Las ovejas negras de este libro son dobles disidentes: no sólo desafían a la jerarquía de la Iglesia católica –a la que juraron obedecer–, sino que se enfrentan al Estado mexicano. Arriesgando sus vidas, algunos de ellos han asumido un protagonismo público tras la crisis humanitaria derivada de la guerra contra el narcotráfico; otros son defensores de derechos humanos de larga trayectoria; algunos más se convirtieron a la izquierda tras su contacto con la insurrección del Ejército Zapatista en Chiapas. Y el resto representa las discusiones sobre pederastia, celibato y derechos de las mujeres que son, quizá, los desafíos estructurales más importantes de la Iglesia católica hacia el tercer milenio (y en donde, también, han debido enfrentarse al poder político mexicano, que ha encubierto y protegido a abusadores de niños).
Las vidas de estos disidentes son a veces ejemplares y a veces dramáticas. Tocan, en algunos momentos, alturas sublimes de compromiso moral y luego se hunden frente a retos políticos, para los que el evangelio les resulta mucho menos iluminador de lo que suponían. Pero sus vidas son siempre apasionantes y constituyen un desafío a las ideas tradicionales de la fe y la militancia política. Son, por ello, historias que es preciso contar con las dos herramientas del periodismo narrativo: una rigurosa investigación periodística y una narración que se vale de los recursos de la literatura –menos la ficción– para reflejar la riqueza de los hechos a través de la riqueza de las palabras: por ello, la única pretensión genuina de este libro es que el lector goce la lectura de estas vidas como si leyera una colección de relatos de aventuras.
Entre 2004 y 2005 yo dedicaba mi vida periodística a la cobertura del sector religioso para el diario mexicano Reforma. Durante un año visité templos, leí libros sagrados y entrevisté ministros de culto de las más diversas creencias; compartí el pan con sacerdotes, fatigué peregrinaciones, me arrodillé en estadios llenos de feligreses y pernocté en el frío invernal de la Basílica de Guadalupe. A través del periodismo religioso –y desde mi perspectiva de no creyente– descubrí los mundos paralelos que la fe preserva dentro de nuestra civilización secular moderna y cómo tiende sus redes desde la política hasta los medios de comunicación.

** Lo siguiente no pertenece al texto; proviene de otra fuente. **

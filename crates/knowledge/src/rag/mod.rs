//! Agentic RAG pipeline.
//!
//! One query flows through a fixed stage machine:
//! domain check, retrieval, sufficiency reasoning, an optional broadened
//! retrieval, answer synthesis and follow-up suggestions.

pub mod answer;
pub mod completion;
pub mod domain;
pub mod graph;
pub mod reason;
pub mod retriever;
pub mod state;
pub mod suggest;
pub mod types;

pub use domain::{refusal_answer, DomainGate, DomainVerdict};
pub use graph::{Orchestrator, PipelineSettings, PIPELINE_FAILURE_MESSAGE};
pub use state::{PipelineState, Stage};
pub use suggest::{parse_suggestions, SuggestionGenerator, FALLBACK_QUESTIONS};
pub use types::{Query, RagResponse, SessionId, DEFAULT_SESSION_ID};
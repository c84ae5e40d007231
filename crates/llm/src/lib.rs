//! LLM integration crate for the helpdesk RAG service.
//!
//! Every pipeline stage talks to the model through the [`LlmClient`] trait,
//! so the orchestrator never depends on a concrete provider.
//!
//! # Providers
//! - **Ollama**: Local LLM runtime (default)
//! - **Mock**: Scripted replies keyed by prompt id, for tests
//!
//! # Example
//! ```no_run
//! use helpdesk_llm::{LlmClient, LlmRequest, providers::OllamaClient};
//!
//! # async fn example() -> Result<(), Box<dyn std::error::Error>> {
//! let client = OllamaClient::new();
//! let request = LlmRequest::new("How do I activate my eSIM?", "llama3.2");
//! let response = client.complete(&request).await?;
//! println!("{}", response.content);
//! # Ok(())
//! # }
//! ```

pub mod client;
pub mod factory;
pub mod providers;

// Re-export main types
pub use client::{LlmClient, LlmMessage, LlmRequest, LlmResponse, LlmRole, LlmUsage};
pub use factory::create_client;
pub use providers::{MockLlmClient, OllamaClient};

"La Iglesia católica lo perdona todo, menos la heterodoxia", me dijo en aquel entonces el profesor José Barba, un valiente filólogo que lideró el primer grupo de denunciantes de los abusos del sacerdote y empresario mexicano Marcial Maciel Degollado, fundador de los Legionarios de Cristo. Desde entonces precisé mi interés periodístico en los conflictos que provocaban, precisamente, esos heterodoxos leales que no rompían con la Iglesia sino que libraban su batalla al interior de la institución bimilenaria. En el fondo, entre los conservadores de la burocracia tradicional y los heterodoxos leales hay una disputa ideológica por la auténtica ortodoxia cristiana.

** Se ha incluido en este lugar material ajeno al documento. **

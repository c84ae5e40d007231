//! Text chunking with configurable size and overlap.

use crate::types::ChunkCandidate;

/// Chunk text into overlapping segments.
///
/// Windows are measured in bytes and snapped to UTF-8 boundaries. A short
/// first window is kept (small FAQ files are one chunk); a short trailing
/// window (< 10% of `chunk_size`) is dropped since the previous window
/// already overlaps it.
pub fn chunk_text(text: &str, chunk_size: usize, overlap: usize) -> Vec<ChunkCandidate> {
    if text.trim().is_empty() || chunk_size == 0 {
        return vec![];
    }

    let mut chunks = Vec::new();
    let mut position = 0u32;
    let mut start = 0;

    let step = if chunk_size > overlap {
        chunk_size - overlap
    } else {
        chunk_size
    };

    while start < text.len() {
        let mut end = (start + chunk_size).min(text.len());
        while end > start && !text.is_char_boundary(end) {
            end -= 1;
        }
        if end == start {
            // chunk_size smaller than one character
            end = text[start..]
                .char_indices()
                .nth(1)
                .map(|(i, _)| start + i)
                .unwrap_or(text.len());
        }

        let window = &text[start..end];

        if position > 0 && window.len() < chunk_size / 10 {
            break;
        }

        let trimmed = window.trim();
        if !trimmed.is_empty() {
            chunks.push(ChunkCandidate {
                position,
                text: trimmed.to_string(),
            });
            position += 1;
        }

        if end == text.len() {
            break;
        }

        let mut next_start = start + step;
        while next_start < text.len() && !text.is_char_boundary(next_start) {
            next_start += 1;
        }
        start = next_start;
    }

    tracing::debug!(
        "Chunked text into {} chunks (size: {}, overlap: {})",
        chunks.len(),
        chunk_size,
        overlap
    );

    chunks
}

#[cfg(test)]
mod tests {
    use super::*;

    #[test]
    fn test_chunk_text_basic() {
        let text = "a".repeat(1000);
        let chunks = chunk_text(&text, 200, 50);

        assert!(!chunks.is_empty());
        assert_eq!(chunks[0].position, 0);
        assert_eq!(chunks[1].position, 1);
        assert_eq!(chunks[0].text.len(), 200);
    }

    #[test]
    fn test_chunk_text_no_overlap() {
        let text = "a".repeat(300);
        let chunks = chunk_text(&text, 100, 0);

        assert_eq!(chunks.len(), 3);
    }

    #[test]
    fn test_chunk_text_empty() {
        assert!(chunk_text("", 100, 10).is_empty());
        assert!(chunk_text("   \n", 100, 10).is_empty());
    }

    #[test]
    fn test_short_text_is_single_chunk() {
        let chunks = chunk_text("Wi-Fi support hours are 9am-9pm", 1000, 200);

        assert_eq!(chunks.len(), 1);
        assert_eq!(chunks[0].text, "Wi-Fi support hours are 9am-9pm");
    }

    #[test]
    fn test_no_redundant_tail_chunk() {
        let text = "b".repeat(1000);
        let chunks = chunk_text(&text, 1000, 200);
        assert_eq!(chunks.len(), 1);
    }

    #[test]
    fn test_chunk_text_with_overlap() {
        let text = "abcdefghijklmnopqrstuvwxyz".repeat(10);
        let chunks = chunk_text(&text, 50, 10);

        assert!(chunks.len() >= 2);
        let first_tail: String = chunks[0].text.chars().skip(40).collect();
        assert!(chunks[1].text.starts_with(&first_tail));
    }

    #[test]
    fn test_chunk_text_utf8_boundaries() {
        let text = "é".repeat(300);
        let chunks = chunk_text(&text, 101, 11);

        assert!(!chunks.is_empty());
        assert!(chunks.iter().all(|c| c.text.chars().all(|ch| ch == 'é')));
    }
}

Tras un año cubriendo la fuente religiosa, mis editores en el periódico me transfirieron a la sección política –una promoción en términos laborales– en donde permanecí unos años más. Pero mantuve mi fe, en este caso periodística y narrativa, de que grandes batallas se libraban en los ámbitos religiosos, batallas que nos afectaban por igual a creyentes y agnósticos, y en donde habitaban personajes entrañables e historias novelescas que, por lo general, se contaban poco y mal.

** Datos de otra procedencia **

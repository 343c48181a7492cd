// src/template/synthesizer.rs
//! Template to final config rewriting
//!
//! The template is processed line by line with two pieces of state:
//! whether output is suppressed after a replaced directive, and whether
//! the scan is inside the device config block. Any line starting with
//! `#` ends suppression, so a replaced directive swallows everything up
//! to the next comment line.

use crate::miner::BinaryArguments;
use crate::template::devices::{CommentBlockParser, DeviceBlockParser, ParsedDeviceConfigEntry};
use crate::template::remove_stale;
use crate::utils::error::MinerError;
use lazy_static::lazy_static;
use regex::Regex;
use std::collections::BTreeMap;
use std::fs::File;
use std::io::{self, BufRead, BufReader, BufWriter, Write};
use std::path::Path;
use thiserror::Error;

const CONNECTION_PREFIX: &str = "<Connection";
const GLOBAL_PREFIX: &str = "<Global";
const CL_DEVICE_PREFIX: &str = "<CL_Device";
const DEVICE_BLOCK_MARKERS: [&str; 2] = ["OpenCL device config", "CUDA Device config"];
const DEVICE_BLOCK_END: &str = "#-#-#-#-#-#-#-#-#-#-#-";

lazy_static! {
    static ref DEVICE_INDEX_RE: Regex =
        Regex::new(r#"(?i)DeviceIndex\s*=\s*"?(\d+)"?"#).expect("valid regex");
}

/// Output suppression state
#[derive(Debug, Clone, Copy, PartialEq, Eq)]
enum LineState {
    /// Lines are copied through
    Normal,
    /// A directive was replaced or a device dropped; skip until a `#` line
    SuppressingAfterReplacement,
}

/// Device config block scanning state
#[derive(Debug, PartialEq, Eq)]
enum DeviceBlockState {
    Outside,
    /// Lines seen since the block marker
    Inside(String),
}

/// Failure while rewriting, split by which side of the copy failed
#[derive(Error, Debug)]
pub enum RewriteError {
    /// Reading the template failed
    #[error("template read failed: {0}")]
    Read(#[source] io::Error),
    /// Writing the final config failed
    #[error("config write failed: {0}")]
    Write(#[source] io::Error),
}

/// Rewrites a vendor template into the final miner config
pub struct TemplateRewriter<'a, P: DeviceBlockParser = CommentBlockParser> {
    args: &'a BinaryArguments,
    data_file: &'a Path,
    parser: P,
    state: LineState,
    block: DeviceBlockState,
    devices: BTreeMap<u32, ParsedDeviceConfigEntry>,
}

impl<'a> TemplateRewriter<'a> {
    /// Creates a rewriter using the standard device block parser
    ///
    /// # Arguments
    /// * `args` - Connection and device options to write
    /// * `data_file` - Path of the verthash data file the miner should use
    pub fn new(args: &'a BinaryArguments, data_file: &'a Path) -> Self {
        Self::with_parser(args, data_file, CommentBlockParser)
    }
}

impl<'a, P: DeviceBlockParser> TemplateRewriter<'a, P> {
    /// Creates a rewriter with a custom device block parser
    pub fn with_parser(args: &'a BinaryArguments, data_file: &'a Path, parser: P) -> Self {
        TemplateRewriter {
            args,
            data_file,
            parser,
            state: LineState::Normal,
            block: DeviceBlockState::Outside,
            devices: BTreeMap::new(),
        }
    }

    /// Copies `input` to `output`, rewriting directives along the way
    ///
    /// Stops at the first read or write failure.
    pub fn rewrite<R: BufRead, W: Write>(
        &mut self,
        input: R,
        output: &mut W,
    ) -> Result<(), RewriteError> {
        for line in input.lines() {
            let line = line.map_err(RewriteError::Read)?;
            self.process_line(&line, output)
                .map_err(RewriteError::Write)?;
        }
        Ok(())
    }

    fn process_line<W: Write>(&mut self, line: &str, output: &mut W) -> io::Result<()> {
        if line.starts_with('#') {
            self.state = LineState::Normal;
        }

        if line.starts_with(CONNECTION_PREFIX) {
            output.write_all(self.connection_directive().as_bytes())?;
            self.state = LineState::SuppressingAfterReplacement;
        }

        if line.starts_with(GLOBAL_PREFIX) {
            output.write_all(self.global_directive().as_bytes())?;
            self.state = LineState::SuppressingAfterReplacement;
        }

        self.track_device_block(line);

        if line.starts_with(CL_DEVICE_PREFIX) && self.is_excluded_device(line) {
            log::debug!("Intel disabled, dropping {}", line);
            self.state = LineState::SuppressingAfterReplacement;
        }

        if self.state == LineState::Normal {
            output.write_all(line.as_bytes())?;
            output.write_all(b"\n")?;
        }
        Ok(())
    }

    fn track_device_block(&mut self, line: &str) {
        if DEVICE_BLOCK_MARKERS.iter().any(|m| line.contains(m)) {
            if self.block == DeviceBlockState::Outside {
                log::debug!("Entering device block");
                self.block = DeviceBlockState::Inside(String::new());
            }
        } else if let DeviceBlockState::Inside(buffer) = &mut self.block {
            buffer.push_str(line);
            buffer.push('\n');
        }

        if line.contains(DEVICE_BLOCK_END) {
            if let DeviceBlockState::Inside(buffer) =
                std::mem::replace(&mut self.block, DeviceBlockState::Outside)
            {
                self.devices = self.parser.parse(&buffer);
                log::debug!("Exiting device block, {} devices parsed", self.devices.len());
            }
        }
    }

    fn is_excluded_device(&self, line: &str) -> bool {
        if self.args.enable_integrated {
            return false;
        }
        device_index(line)
            .and_then(|index| self.devices.get(&index))
            .is_some_and(ParsedDeviceConfigEntry::is_intel)
    }

    fn connection_directive(&self) -> String {
        format!(
            "<Connection Url = \"{}\"\n\tUsername = \"{}\"\n\tPassword = \"{}\"\n\tAlgorithm = \"Verthash\">\n\n",
            self.args.stratum_url, self.args.stratum_username, self.args.stratum_password
        )
    }

    fn global_directive(&self) -> String {
        format!(
            "<Global Debug=\"false\" VerthashDataFileVerification=\"false\" VerthashDataFile=\"{}\">\n\n",
            self.data_file.display()
        )
    }
}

En la reconstrucción de sus vidas hablé extensamente con los protagonistas de este texto (salvo los ya fallecidos Sergio Méndez Arceo y Samuel Ruiz) con sus amigos y antagonistas; fui a los albergues de transmigrantes en el sur y el norte del país –en donde se protege a los indocumentados del homicidio, el secuestro y la esclavitud perpetrados por bandas criminales asociadas con autoridades civiles y militares–, acompañé marchas de protesta, leí teología e historia de las religiones; a uno de los personajes, Raúl Vera, lo seguí hasta Noruega, en donde recibió un premio internacional de derechos humanos, y pasé largas horas conversando con decenas de disidentes católicos. El resultado es esta colección de perfiles de hombres que, desde la fe, han llenado el vacío que dejó la izquierda partidaria en el reclamo de derechos políticos y sociales y que, en el camino, han propuesto una manera distinta de entender el mensaje del carpintero de Nazaret que predicó el Reino de Dios y su justicia.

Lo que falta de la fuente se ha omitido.